Power is hard to find these days, and Trumbo has a lot of it. Like Fielder, Trumbo is coming off an injury-plagued season, but he’s not injury-prone, having averaged nearly 151 games played from 2011-2013 before being limited to 88 games last year. Plus, he did launch 14 longballs in those 88 games. Also like Fielder, Trumbo will benefit from a cozy home park. The batting average might be ugly, but he’s the cheapest 40-home run candidate you will be able to find. Don’t sleep on him this spring.
There’s no way around it. Morales’ 2014 season was an absolute disaster. After holding out until June in hopes of landing a more lucrative contract, Kendrys got off to an awful start with the Twins and never quite recovered. He improved a bit following his trade to Seattle, however, swatting seven homers in 59 games. Getting such a late start to the season certainly played a role in his struggles, and I really like this signing for the Royals. Kauffman Stadium won’t do him any favors, but Safeco Field isn’t exactly a hitter’s paradise and Morales put up a fine .277-23-80 line for the Mariners in 2013, with 12 of those home runs coming at Safeco. There’s plenty of upside in drafting Morales as your CI in a deep mixed league.
Will Hosmer ever reach the superstar status many had predicted? At this point, I have my doubts. Don’t let his impressive postseason fool you into overpaying for him on draft day. The reality is that Hosmer’s 2014 was a big time disappointment, even taking into account the missed time due to injury. The Kansas City first baseman recorded career-lows in home runs, RBI, runs scored and steals while seeing his OPS drop by 85 points from its 2013 level. At 25 years of age, Hosmer still has time to get his big league career back on track, but the bottom line is that it’s going in the wrong direction. In a 12-team mixed league, I’d let him be someone else’s problem. Instead, give me Morales at the cheaper cost.

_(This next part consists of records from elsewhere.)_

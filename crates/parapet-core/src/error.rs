//! Error types for the rendering pipeline.

use http::StatusCode;
use thiserror::Error;

/// Errors that can occur while rendering a route.
#[derive(Debug, Error)]
pub enum RenderError {
    /// An endpoint route was rendered but no endpoint-result handler is set.
    #[error("you must set the endpoint handler before rendering endpoint routes")]
    MissingEndpointHandler,

    /// The component does not match the kind of route being rendered.
    #[error("route '{route}' expects {expected}")]
    ComponentMismatch {
        route: String,
        expected: &'static str,
    },

    /// A structured endpoint payload was produced for a route that cannot translate it.
    #[error("structured endpoint result cannot be returned for a {route_type} route")]
    UnexpectedEndpointResult { route_type: String },

    /// The route cache can only be cleared by the development pipeline.
    #[error("the route cache cannot be cleared in {mode} mode")]
    RouteCacheUnavailable { mode: String },

    /// The adapter in use does not provide the client address.
    #[error("`clientAddress` is not available in the `{adapter}` adapter")]
    ClientAddressNotAvailable { adapter: String },

    /// The client address was requested on a static (non-served) page.
    #[error("`clientAddress` is only available on server-rendered routes")]
    StaticClientAddressNotAvailable,

    /// A non-object value was assigned to `locals`.
    #[error("`locals` can only be assigned to an object, received {found}")]
    LocalsNotAnObject { found: &'static str },

    /// Middleware returned a structured payload where a response was required.
    #[error("middleware must return a response when rendering a page")]
    MiddlewareNotAResponse,

    /// The sentinel not-found response reached the SSR endpoint handler.
    #[error("no content matched the request")]
    NotFound,

    /// A URL could not be parsed.
    #[error("invalid URL: {0}")]
    InvalidUrl(String),

    /// A header name or value could not be encoded.
    #[error("invalid header: {0}")]
    InvalidHeader(String),

    /// A cookie name is not a valid HTTP token.
    #[error("invalid cookie name '{0}'")]
    InvalidCookieName(String),

    /// The environment base path is empty.
    #[error("`base` must not be empty")]
    EmptyBase,

    /// Error raised by user code (handler, page or middleware).
    #[error(transparent)]
    Handler(#[from] anyhow::Error),
}

impl RenderError {
    /// Returns true for the sentinel not-found condition.
    pub fn is_not_found(&self) -> bool {
        matches!(self, RenderError::NotFound)
    }

    /// Status code the outer serving layer should answer with.
    pub fn status_code(&self) -> StatusCode {
        if self.is_not_found() {
            StatusCode::NOT_FOUND
        } else {
            StatusCode::INTERNAL_SERVER_ERROR
        }
    }
}

impl From<url::ParseError> for RenderError {
    fn from(err: url::ParseError) -> Self {
        RenderError::InvalidUrl(err.to_string())
    }
}

impl From<http::header::InvalidHeaderValue> for RenderError {
    fn from(err: http::header::InvalidHeaderValue) -> Self {
        RenderError::InvalidHeader(err.to_string())
    }
}

#[cfg(test)]
mod tests {
    use super::*;

    #[test]
    fn not_found_maps_to_404() {
        let err = RenderError::NotFound;
        assert!(err.is_not_found());
        assert_eq!(err.status_code(), StatusCode::NOT_FOUND);
    }

    #[test]
    fn other_errors_map_to_500() {
        let errs = [
            RenderError::MissingEndpointHandler,
            RenderError::StaticClientAddressNotAvailable,
            RenderError::Handler(anyhow::anyhow!("boom")),
        ];
        for err in errs {
            assert!(!err.is_not_found());
            assert_eq!(err.status_code(), StatusCode::INTERNAL_SERVER_ERROR);
        }
    }

    #[test]
    fn client_address_message_names_adapter() {
        let err = RenderError::ClientAddressNotAvailable {
            adapter: "edge-functions".into(),
        };
        assert!(err.to_string().contains("edge-functions"));
    }

    #[test]
    fn handler_error_is_transparent() {
        let err = RenderError::from(anyhow::anyhow!("database unavailable"));
        assert_eq!(err.to_string(), "database unavailable");
    }
}
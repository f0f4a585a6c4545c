//! Single-continuation middleware.
//!
//! A middleware receives the API context and a [`Next`] continuation. It
//! decides whether and when the target handler runs by awaiting
//! [`Next::run`]; if it never does, the handler has no side effects.

use std::future::Future;
use std::sync::atomic::{AtomicUsize, Ordering};
use std::sync::Arc;

use futures_util::future::BoxFuture;
use futures_util::FutureExt;

use crate::context::ApiContext;
use crate::endpoint::HandlerOutput;
use crate::error::RenderError;

/// Result of a handler, a middleware or a continuation.
pub type HandlerResult = Result<HandlerOutput, RenderError>;

/// User-supplied interceptor run before the route handler.
pub type MiddlewareHandler =
    Arc<dyn Fn(ApiContext, Next) -> BoxFuture<'static, HandlerResult> + Send + Sync>;

/// Wrap an async closure as a [`MiddlewareHandler`].
pub fn middleware_fn<F, Fut>(f: F) -> MiddlewareHandler
where
    F: Fn(ApiContext, Next) -> Fut + Send + Sync + 'static,
    Fut: Future<Output = HandlerResult> + Send + 'static,
{
    Arc::new(move |ctx, next| f(ctx, next).boxed())
}

type Continuation = Arc<dyn Fn() -> BoxFuture<'static, HandlerResult> + Send + Sync>;

/// Continuation that runs the target handler.
#[derive(Clone)]
pub struct Next {
    continuation: Continuation,
    calls: Arc<AtomicUsize>,
}

impl Next {
    /// Build a continuation from a closure producing the handler future.
    pub fn new<F, Fut>(f: F) -> Self
    where
        F: Fn() -> Fut + Send + Sync + 'static,
        Fut: Future<Output = HandlerResult> + Send + 'static,
    {
        Self {
            continuation: Arc::new(move || f().boxed()),
            calls: Arc::new(AtomicUsize::new(0)),
        }
    }

    /// Run the target handler and return its output.
    pub async fn run(&self) -> HandlerResult {
        self.calls.fetch_add(1, Ordering::SeqCst);
        (self.continuation)().await
    }

    /// Number of times the continuation ran.
    pub fn calls(&self) -> usize {
        self.calls.load(Ordering::SeqCst)
    }

    /// Whether the continuation ran at least once.
    pub fn called(&self) -> bool {
        self.calls() > 0
    }
}

impl std::fmt::Debug for Next {
    fn fmt(&self, f: &mut std::fmt::Formatter<'_>) -> std::fmt::Result {
        f.debug_struct("Next").field("calls", &self.calls()).finish()
    }
}

/// Invoke `middleware` once with `ctx` and `next`.
///
/// Whatever the middleware or the continuation produce, including
/// errors, is returned unmodified.
pub async fn call_middleware(
    middleware: &MiddlewareHandler,
    ctx: ApiContext,
    next: Next,
) -> HandlerResult {
    let tracker = next.clone();
    let result = middleware(ctx, next).await;

    if !tracker.called() {
        parapet_telemetry::log_middleware_short_circuit!(
            ok = result.is_ok(),
            "middleware answered without calling next"
        );
    }

    result
}
//! Path helpers shared by the URL builder.

/// Strip a single trailing slash.
pub fn remove_trailing_slash(path: &str) -> &str {
    path.strip_suffix('/').unwrap_or(path)
}

/// Strip a single leading slash.
pub fn remove_leading_slash(path: &str) -> &str {
    path.strip_prefix('/').unwrap_or(path)
}

/// Strip every leading and trailing slash.
pub fn trim_slashes(path: &str) -> &str {
    path.trim_matches('/')
}

/// Join path segments with exactly one `/` at each join point.
///
/// The first segment keeps its leading slash and the last keeps its
/// trailing slash, so `join_paths(&["/docs/", "/guide/"])` is `/docs/guide/`.
pub fn join_paths(paths: &[&str]) -> String {
    let last = paths.len().saturating_sub(1);
    let mut joined = String::new();

    for (i, path) in paths.iter().enumerate() {
        let segment = if i == 0 {
            remove_trailing_slash(path)
        } else if i == last {
            remove_leading_slash(path)
        } else {
            trim_slashes(path)
        };

        if i > 0 {
            joined.push('/');
        }
        joined.push_str(segment);
    }

    joined
}
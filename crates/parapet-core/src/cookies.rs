//! Per-request cookie jar.
//!
//! The jar reads the incoming `Cookie` header and records every cookie
//! user code sets or deletes during the render. The recorded cookies are
//! written to the final response exactly once by
//! [`attach_cookies_to_response`].

use std::collections::BTreeMap;
use std::fmt;
use std::sync::Arc;
use std::time::Duration;

use http::header::{COOKIE, SET_COOKIE};
use http::HeaderValue;
use parking_lot::Mutex;
use percent_encoding::{percent_decode_str, utf8_percent_encode, AsciiSet, CONTROLS};

use crate::error::RenderError;
use crate::request::RouteRequest;
use crate::response::Response;

const EXPIRED: &str = "Thu, 01 Jan 1970 00:00:00 GMT";

/// Bytes that may not appear raw in a cookie value.
const COOKIE_VALUE: &AsciiSet = &CONTROLS
    .add(b' ')
    .add(b'"')
    .add(b'%')
    .add(b',')
    .add(b';')
    .add(b'\\');

/// RFC 7230 `token`: what a cookie name may contain.
fn is_token(name: &str) -> bool {
    !name.is_empty()
        && name.bytes().all(|b| {
            b.is_ascii_alphanumeric() || b"!#$%&'*+-.^_`|~".contains(&b)
        })
}

fn checked_name(name: String) -> Result<String, RenderError> {
    if is_token(&name) {
        Ok(name)
    } else {
        Err(RenderError::InvalidCookieName(name))
    }
}

/// The `SameSite` cookie attribute.
#[derive(Debug, Clone, Copy, PartialEq, Eq)]
pub enum SameSite {
    Strict,
    Lax,
    None,
}

impl fmt::Display for SameSite {
    fn fmt(&self, f: &mut fmt::Formatter<'_>) -> fmt::Result {
        match self {
            SameSite::Strict => f.write_str("Strict"),
            SameSite::Lax => f.write_str("Lax"),
            SameSite::None => f.write_str("None"),
        }
    }
}

/// Attributes of an outgoing cookie.
#[derive(Debug, Clone, Default, PartialEq, Eq)]
pub struct CookieOptions {
    pub path: Option<String>,
    pub domain: Option<String>,
    pub max_age: Option<Duration>,
    pub http_only: bool,
    pub secure: bool,
    pub same_site: Option<SameSite>,
}

impl CookieOptions {
    pub fn new() -> Self {
        Self::default()
    }

    pub fn with_path(mut self, path: impl Into<String>) -> Self {
        self.path = Some(path.into());
        self
    }

    pub fn with_domain(mut self, domain: impl Into<String>) -> Self {
        self.domain = Some(domain.into());
        self
    }

    pub fn with_max_age(mut self, max_age: Duration) -> Self {
        self.max_age = Some(max_age);
        self
    }

    pub fn http_only(mut self, http_only: bool) -> Self {
        self.http_only = http_only;
        self
    }

    pub fn secure(mut self, secure: bool) -> Self {
        self.secure = secure;
        self
    }

    pub fn with_same_site(mut self, same_site: SameSite) -> Self {
        self.same_site = Some(same_site);
        self
    }
}

#[derive(Debug, Clone)]
struct OutgoingCookie {
    /// `None` marks a deletion.
    value: Option<String>,
    options: CookieOptions,
}

impl OutgoingCookie {
    fn to_header_value(&self, name: &str) -> String {
        let value = self.value.as_deref().unwrap_or("");
        let mut cookie = format!("{}={}", name, utf8_percent_encode(value, COOKIE_VALUE));

        if let Some(path) = &self.options.path {
            cookie.push_str(&format!("; Path={}", path));
        }
        if let Some(domain) = &self.options.domain {
            cookie.push_str(&format!("; Domain={}", domain));
        }
        if self.value.is_none() {
            cookie.push_str(&format!("; Expires={}", EXPIRED));
        } else if let Some(max_age) = &self.options.max_age {
            cookie.push_str(&format!("; Max-Age={}", max_age.as_secs()));
        }
        if self.options.http_only {
            cookie.push_str("; HttpOnly");
        }
        if self.options.secure {
            cookie.push_str("; Secure");
        }
        if let Some(same_site) = &self.options.same_site {
            cookie.push_str(&format!("; SameSite={}", same_site));
        }

        cookie
    }
}

#[derive(Debug, Default)]
struct JarState {
    incoming: BTreeMap<String, String>,
    outgoing: BTreeMap<String, OutgoingCookie>,
}

/// Cookie jar bound to one request. Clones share state.
#[derive(Debug, Clone, Default)]
pub struct CookieJar {
    state: Arc<Mutex<JarState>>,
}

impl CookieJar {
    /// Create a jar seeded from the request's `Cookie` headers.
    pub fn new(request: &RouteRequest) -> Self {
        let mut incoming = BTreeMap::new();

        for header in request.headers().get_all(COOKIE) {
            let Ok(header) = header.to_str() else {
                continue;
            };
            for pair in header.split(';') {
                if let Some((name, value)) = pair.trim().split_once('=') {
                    let value = percent_decode_str(value.trim()).decode_utf8_lossy();
                    incoming.insert(name.trim().to_string(), value.into_owned());
                }
            }
        }

        Self {
            state: Arc::new(Mutex::new(JarState {
                incoming,
                outgoing: BTreeMap::new(),
            })),
        }
    }

    /// Current value of a cookie; outgoing changes win over the request.
    pub fn get(&self, name: &str) -> Option<String> {
        let state = self.state.lock();
        match state.outgoing.get(name) {
            Some(cookie) => cookie.value.clone(),
            None => state.incoming.get(name).cloned(),
        }
    }

    pub fn has(&self, name: &str) -> bool {
        self.get(name).is_some()
    }

    /// Record a cookie to send with the response.
    ///
    /// The value is percent-encoded on the wire; the name must be a token.
    pub fn set(
        &self,
        name: impl Into<String>,
        value: impl Into<String>,
        options: CookieOptions,
    ) -> Result<(), RenderError> {
        let name = checked_name(name.into())?;
        self.state.lock().outgoing.insert(
            name,
            OutgoingCookie {
                value: Some(value.into()),
                options,
            },
        );
        Ok(())
    }

    /// Record a deletion; the response expires the cookie.
    pub fn delete(
        &self,
        name: impl Into<String>,
        options: CookieOptions,
    ) -> Result<(), RenderError> {
        let name = checked_name(name.into())?;
        self.state.lock().outgoing.insert(
            name,
            OutgoingCookie {
                value: None,
                options,
            },
        );
        Ok(())
    }

    /// Serialized `Set-Cookie` values for every outgoing cookie.
    pub fn headers(&self) -> Vec<String> {
        self.state
            .lock()
            .outgoing
            .iter()
            .map(|(name, cookie)| cookie.to_header_value(name))
            .collect()
    }

    /// Whether two handles point at the same jar.
    pub fn same_jar(&self, other: &CookieJar) -> bool {
        Arc::ptr_eq(&self.state, &other.state)
    }
}

/// Marker stored in response extensions once cookies were attached.
#[derive(Debug, Clone, Copy)]
struct CookiesAttached;

/// Write the jar's cookies to the response as `Set-Cookie` headers.
///
/// A response that already received cookies is left untouched. On error
/// the response is not modified.
pub fn attach_cookies_to_response(
    response: &mut Response,
    cookies: &CookieJar,
) -> Result<(), RenderError> {
    if cookies_attached(response) {
        return Ok(());
    }

    let values = cookies
        .headers()
        .iter()
        .map(|value| HeaderValue::from_str(value))
        .collect::<Result<Vec<_>, _>>()?;

    let headers = response.headers_mut();
    for value in values {
        headers.append(SET_COOKIE, value);
    }
    response.extensions_mut().insert(CookiesAttached);
    Ok(())
}

/// Whether [`attach_cookies_to_response`] already ran on this response.
pub fn cookies_attached(response: &Response) -> bool {
    response.extensions().get::<CookiesAttached>().is_some()
}
use crate::{Owner, Task};

/// Owner plus task list for a single employee, handed from retrieval to export.
///
/// The full task sequence is kept in source order; the completed subset is
/// derived on demand so its relative order always matches the source.
#[derive(Debug, Clone, PartialEq, Eq)]
pub struct ProgressRecord {
    owner: Owner,
    tasks: Vec<Task>,
}

impl ProgressRecord {
    pub fn new(owner: Owner, tasks: Vec<Task>) -> Self {
        let record = Self { owner, tasks };

        tracing::debug!(
            "Assembled progress for {}: {}/{} tasks completed",
            record.owner.username,
            record.completed_count(),
            record.total_count()
        );

        record
    }

    pub fn owner(&self) -> &Owner {
        &self.owner
    }

    pub fn tasks(&self) -> &[Task] {
        &self.tasks
    }

    pub fn total_count(&self) -> usize {
        self.tasks.len()
    }

    pub fn completed_tasks(&self) -> impl Iterator<Item = &Task> + '_ {
        self.tasks.iter().filter(|t| t.completed)
    }

    pub fn completed_count(&self) -> usize {
        self.completed_tasks().count()
    }
}
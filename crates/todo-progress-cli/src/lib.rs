pub mod cli;
pub mod commands;

use clap::Parser;
use std::process::ExitCode;
use tracing_subscriber::{layer::SubscriberExt, util::SubscriberInitExt};

pub use cli::{Cli, Commands, EmployeeArgs, ExportCsvCli, ExportJsonCli, GatherCli};
pub use commands::{run, run_with, Format, RunError};

/// Exit status for argument and validation errors.
pub const EXIT_USAGE: u8 = 1;
/// Exit status when the TODO list or employee details cannot be retrieved.
pub const EXIT_FETCH: u8 = 2;
/// Exit status when the output cannot be written.
pub const EXIT_WRITE: u8 = 3;

/// Load `.env` and install the log subscriber.
///
/// Logs go to stderr so that stdout only carries the report itself.
pub fn init() {
    dotenv::dotenv().ok();

    tracing_subscriber::registry()
        .with(
            tracing_subscriber::EnvFilter::try_from_default_env()
                .unwrap_or_else(|_| "warn".into()),
        )
        .with(tracing_subscriber::fmt::layer().with_writer(std::io::stderr))
        .init();
}

/// Parse arguments, exiting with [`EXIT_USAGE`] on invalid input.
pub fn parse_or_exit<P: Parser>() -> P {
    match P::try_parse() {
        Ok(cli) => cli,
        Err(e) => {
            // --help and --version are reported on stdout and are not failures
            let code = if e.use_stderr() { EXIT_USAGE as i32 } else { 0 };
            let _ = e.print();
            std::process::exit(code);
        }
    }
}

/// Run one export and turn its outcome into a process exit status.
pub async fn main_for(format: Format, args: EmployeeArgs) -> ExitCode {
    match run(format, &args).await {
        Ok(_) => ExitCode::SUCCESS,
        Err(e) => {
            let code = e.exit_code();
            for line in diagnostics(e) {
                eprintln!("{}", line);
            }
            ExitCode::from(code)
        }
    }
}

/// Lines reported for a failed run: headline, error, then its root cause once.
pub fn diagnostics(e: RunError) -> Vec<String> {
    let mut lines: Vec<String> = e.headline().into_iter().collect();
    lines.push(format!("Error: {}", e));

    let err = anyhow::Error::new(e);
    if err.chain().count() > 1 {
        lines.push(format!("Caused by: {}", err.root_cause()));
    }

    lines
}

Perhaps the most puzzling free agent signing of the off-season, Butler somehow managed to parlay a .271-9-66 season into a three-year, $30 million contract with the A’s. I think it’s safe to say that Billy Beane places a high value on OBP. The only problem is that Butler registered a career-low .323 OBP last year. Look, it’s obvious now that his 29-homer 2012 campaign was an outlier, so what does this guy really bring to the table, other than a Country Breakfast? (Lame joke, I know.) Not much. The newfound 1B eligibility helps a little, but outside of deep mixed leagues (greater than 12 teams), Butler should be off your radar.
Duda is what he is, a low batting average/high strikeout hitter who has power. He does walk quite a bit, so in an OBP league, I’d be more open to drafting him. But in a standard 5×5, he will need to approach 30 home runs again to maintain 12-team mixed league value. I could be wrong here, but with just one season as an everyday player under his belt, I’m not ready to pencil him in for another 30 longballs. Look, I wouldn’t completely avoid Duda if the price turns out to be reasonable, but simply assuming that he can duplicate his 2014 stat line in 2015 would be a mistake. In other words, be careful.